### [PROBLEM TO WORK ON]
Each line in the records below that has the word "detections" should be copied.

-- ENTRIES PROVIDED follows --

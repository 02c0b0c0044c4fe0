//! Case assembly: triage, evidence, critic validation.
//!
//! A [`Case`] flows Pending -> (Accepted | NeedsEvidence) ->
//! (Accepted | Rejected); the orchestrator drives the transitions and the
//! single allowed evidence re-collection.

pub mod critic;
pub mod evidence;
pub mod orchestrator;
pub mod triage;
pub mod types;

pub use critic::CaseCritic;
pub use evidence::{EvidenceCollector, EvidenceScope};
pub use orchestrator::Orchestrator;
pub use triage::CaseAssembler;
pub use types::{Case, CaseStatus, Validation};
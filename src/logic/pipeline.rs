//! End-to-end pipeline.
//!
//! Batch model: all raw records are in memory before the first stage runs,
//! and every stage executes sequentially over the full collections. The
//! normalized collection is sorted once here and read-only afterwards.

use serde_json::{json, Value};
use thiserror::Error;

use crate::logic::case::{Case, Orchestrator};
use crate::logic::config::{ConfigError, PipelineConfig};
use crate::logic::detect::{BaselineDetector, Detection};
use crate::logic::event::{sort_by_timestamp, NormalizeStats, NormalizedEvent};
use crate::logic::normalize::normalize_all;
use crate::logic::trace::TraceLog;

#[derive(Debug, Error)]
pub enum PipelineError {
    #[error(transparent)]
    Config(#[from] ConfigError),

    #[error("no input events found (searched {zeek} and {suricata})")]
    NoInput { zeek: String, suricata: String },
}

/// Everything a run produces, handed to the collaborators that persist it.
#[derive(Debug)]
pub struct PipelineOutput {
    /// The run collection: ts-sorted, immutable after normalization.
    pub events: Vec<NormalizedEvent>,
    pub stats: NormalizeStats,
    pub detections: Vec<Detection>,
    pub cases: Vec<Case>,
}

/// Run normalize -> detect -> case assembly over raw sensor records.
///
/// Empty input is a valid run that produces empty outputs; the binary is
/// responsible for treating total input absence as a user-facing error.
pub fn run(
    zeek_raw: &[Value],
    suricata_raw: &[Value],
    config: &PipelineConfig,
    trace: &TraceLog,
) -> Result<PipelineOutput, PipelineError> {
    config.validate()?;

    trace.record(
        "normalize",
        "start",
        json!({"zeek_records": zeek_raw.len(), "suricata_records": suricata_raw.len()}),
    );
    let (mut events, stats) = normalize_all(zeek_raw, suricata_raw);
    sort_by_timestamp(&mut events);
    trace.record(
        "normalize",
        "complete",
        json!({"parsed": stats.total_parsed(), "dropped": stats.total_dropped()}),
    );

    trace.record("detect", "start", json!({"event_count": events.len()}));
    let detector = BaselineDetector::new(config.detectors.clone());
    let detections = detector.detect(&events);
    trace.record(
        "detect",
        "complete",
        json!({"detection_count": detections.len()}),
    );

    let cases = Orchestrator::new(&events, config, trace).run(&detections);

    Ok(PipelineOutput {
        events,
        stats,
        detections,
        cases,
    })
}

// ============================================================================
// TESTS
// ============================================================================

-- ENTRIES PROVIDED concluded --

### [EXERCISE SOLUTION]
    pub detections: Vec<Detection>,
    let detections = detector.detect(&events);
        json!({"detection_count": detections.len()}),
    let cases = Orchestrator::new(&events, config, trace).run(&detections);
        detections,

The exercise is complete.